**Your objective:** Retype exactly, and only, the lines from the one that contains "let err = c.ask_choice().unwrap_err();" through the final line of the entries.

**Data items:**
● ● ● ● ● ● ●
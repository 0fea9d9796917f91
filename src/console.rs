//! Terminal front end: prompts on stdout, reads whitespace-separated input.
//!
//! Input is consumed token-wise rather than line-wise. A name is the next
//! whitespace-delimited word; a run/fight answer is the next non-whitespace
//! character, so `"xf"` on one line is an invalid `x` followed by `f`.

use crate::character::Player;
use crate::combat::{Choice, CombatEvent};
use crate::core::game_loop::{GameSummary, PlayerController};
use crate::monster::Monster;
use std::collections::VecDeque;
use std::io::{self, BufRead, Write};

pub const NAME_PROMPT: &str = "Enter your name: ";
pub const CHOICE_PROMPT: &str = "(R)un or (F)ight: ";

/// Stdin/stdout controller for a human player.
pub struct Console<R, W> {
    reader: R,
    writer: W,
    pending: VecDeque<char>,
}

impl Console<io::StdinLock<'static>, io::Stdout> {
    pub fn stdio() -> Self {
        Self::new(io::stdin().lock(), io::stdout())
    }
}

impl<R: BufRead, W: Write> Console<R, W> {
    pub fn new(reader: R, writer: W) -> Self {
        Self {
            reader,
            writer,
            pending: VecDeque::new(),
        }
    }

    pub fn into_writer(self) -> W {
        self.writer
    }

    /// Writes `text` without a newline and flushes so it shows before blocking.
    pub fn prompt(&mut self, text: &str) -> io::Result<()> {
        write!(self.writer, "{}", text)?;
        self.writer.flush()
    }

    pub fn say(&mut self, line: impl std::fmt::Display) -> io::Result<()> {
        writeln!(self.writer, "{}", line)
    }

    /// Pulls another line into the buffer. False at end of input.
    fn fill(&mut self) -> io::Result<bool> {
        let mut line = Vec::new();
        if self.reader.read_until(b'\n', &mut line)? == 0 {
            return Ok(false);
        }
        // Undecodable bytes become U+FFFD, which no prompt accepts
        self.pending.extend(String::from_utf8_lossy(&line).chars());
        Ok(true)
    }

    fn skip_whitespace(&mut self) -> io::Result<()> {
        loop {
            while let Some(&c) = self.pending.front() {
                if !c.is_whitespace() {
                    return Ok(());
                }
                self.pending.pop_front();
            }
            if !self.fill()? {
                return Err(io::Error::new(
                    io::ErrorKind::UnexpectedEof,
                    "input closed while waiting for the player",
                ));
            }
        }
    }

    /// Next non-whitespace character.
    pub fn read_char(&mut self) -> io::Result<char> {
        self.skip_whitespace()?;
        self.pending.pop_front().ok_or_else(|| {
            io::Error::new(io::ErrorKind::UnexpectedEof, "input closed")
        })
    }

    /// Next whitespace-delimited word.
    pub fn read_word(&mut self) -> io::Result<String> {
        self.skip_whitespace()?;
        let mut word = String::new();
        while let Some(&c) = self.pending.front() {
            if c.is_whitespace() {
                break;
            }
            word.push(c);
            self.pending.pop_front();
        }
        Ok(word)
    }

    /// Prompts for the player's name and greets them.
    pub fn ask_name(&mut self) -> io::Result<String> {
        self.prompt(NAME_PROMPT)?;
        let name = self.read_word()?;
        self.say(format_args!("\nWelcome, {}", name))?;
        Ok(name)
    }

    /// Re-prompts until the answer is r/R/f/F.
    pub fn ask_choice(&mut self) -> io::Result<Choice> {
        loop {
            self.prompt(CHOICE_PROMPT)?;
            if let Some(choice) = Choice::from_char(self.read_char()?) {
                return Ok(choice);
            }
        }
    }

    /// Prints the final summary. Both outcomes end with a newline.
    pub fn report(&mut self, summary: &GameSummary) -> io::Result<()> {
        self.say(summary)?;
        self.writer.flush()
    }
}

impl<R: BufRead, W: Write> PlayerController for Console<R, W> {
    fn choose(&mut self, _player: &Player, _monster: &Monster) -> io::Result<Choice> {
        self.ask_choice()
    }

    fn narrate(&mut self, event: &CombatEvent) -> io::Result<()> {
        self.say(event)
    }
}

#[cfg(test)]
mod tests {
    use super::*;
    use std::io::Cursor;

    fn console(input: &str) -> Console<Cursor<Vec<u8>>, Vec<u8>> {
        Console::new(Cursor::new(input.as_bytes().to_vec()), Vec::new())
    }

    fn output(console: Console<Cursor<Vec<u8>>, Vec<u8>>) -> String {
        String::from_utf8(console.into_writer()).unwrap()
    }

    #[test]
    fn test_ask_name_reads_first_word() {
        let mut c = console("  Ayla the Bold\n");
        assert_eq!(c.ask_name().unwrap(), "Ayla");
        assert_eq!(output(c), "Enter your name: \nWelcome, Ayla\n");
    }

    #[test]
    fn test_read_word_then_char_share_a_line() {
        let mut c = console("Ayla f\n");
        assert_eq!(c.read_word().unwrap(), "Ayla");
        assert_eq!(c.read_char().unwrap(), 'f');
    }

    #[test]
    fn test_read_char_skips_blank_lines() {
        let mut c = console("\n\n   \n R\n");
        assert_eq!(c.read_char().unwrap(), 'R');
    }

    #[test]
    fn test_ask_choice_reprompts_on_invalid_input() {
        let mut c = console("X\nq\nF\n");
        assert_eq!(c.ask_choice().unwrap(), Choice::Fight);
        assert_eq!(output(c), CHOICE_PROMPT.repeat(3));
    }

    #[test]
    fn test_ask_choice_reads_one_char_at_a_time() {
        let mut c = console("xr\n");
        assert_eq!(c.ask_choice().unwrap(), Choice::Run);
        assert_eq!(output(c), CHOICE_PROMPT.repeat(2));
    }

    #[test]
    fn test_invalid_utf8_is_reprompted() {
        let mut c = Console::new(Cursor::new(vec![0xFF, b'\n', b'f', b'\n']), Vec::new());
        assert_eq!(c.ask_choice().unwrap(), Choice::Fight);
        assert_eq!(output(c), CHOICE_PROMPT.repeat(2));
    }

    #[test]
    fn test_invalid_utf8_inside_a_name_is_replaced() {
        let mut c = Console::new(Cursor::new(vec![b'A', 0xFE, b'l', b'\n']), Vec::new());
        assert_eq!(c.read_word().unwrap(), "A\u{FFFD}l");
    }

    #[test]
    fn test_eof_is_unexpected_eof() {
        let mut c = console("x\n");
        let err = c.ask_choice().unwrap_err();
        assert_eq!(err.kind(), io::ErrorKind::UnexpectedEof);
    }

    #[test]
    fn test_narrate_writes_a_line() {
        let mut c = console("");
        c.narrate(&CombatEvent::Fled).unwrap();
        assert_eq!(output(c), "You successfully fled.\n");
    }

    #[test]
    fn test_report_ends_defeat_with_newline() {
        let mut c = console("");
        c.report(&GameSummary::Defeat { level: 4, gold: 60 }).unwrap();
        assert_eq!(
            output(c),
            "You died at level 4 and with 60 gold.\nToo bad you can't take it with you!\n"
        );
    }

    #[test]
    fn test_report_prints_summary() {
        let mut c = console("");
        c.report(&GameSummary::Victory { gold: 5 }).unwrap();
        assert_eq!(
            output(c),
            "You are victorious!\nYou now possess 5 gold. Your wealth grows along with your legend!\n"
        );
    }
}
● ● ● ● ● ● ●
**Written answer:**
        let err = c.ask_choice().unwrap_err();
        assert_eq!(err.kind(), io::ErrorKind::UnexpectedEof);
    }

    #[test]
    fn test_narrate_writes_a_line() {
        let mut c = console("");
        c.narrate(&CombatEvent::Fled).unwrap();
        assert_eq!(output(c), "You successfully fled.\n");
    }

    #[test]
    fn test_report_ends_defeat_with_newline() {
        let mut c = console("");
        c.report(&GameSummary::Defeat { level: 4, gold: 60 }).unwrap();
        assert_eq!(
            output(c),
            "You died at level 4 and with 60 gold.\nToo bad you can't take it with you!\n"
        );
    }

    #[test]
    fn test_report_prints_summary() {
        let mut c = console("");
        c.report(&GameSummary::Victory { gold: 5 }).unwrap();
        assert_eq!(
            output(c),
            "You are victorious!\nYou now possess 5 gold. Your wealth grows along with your legend!\n"
        );
    }
}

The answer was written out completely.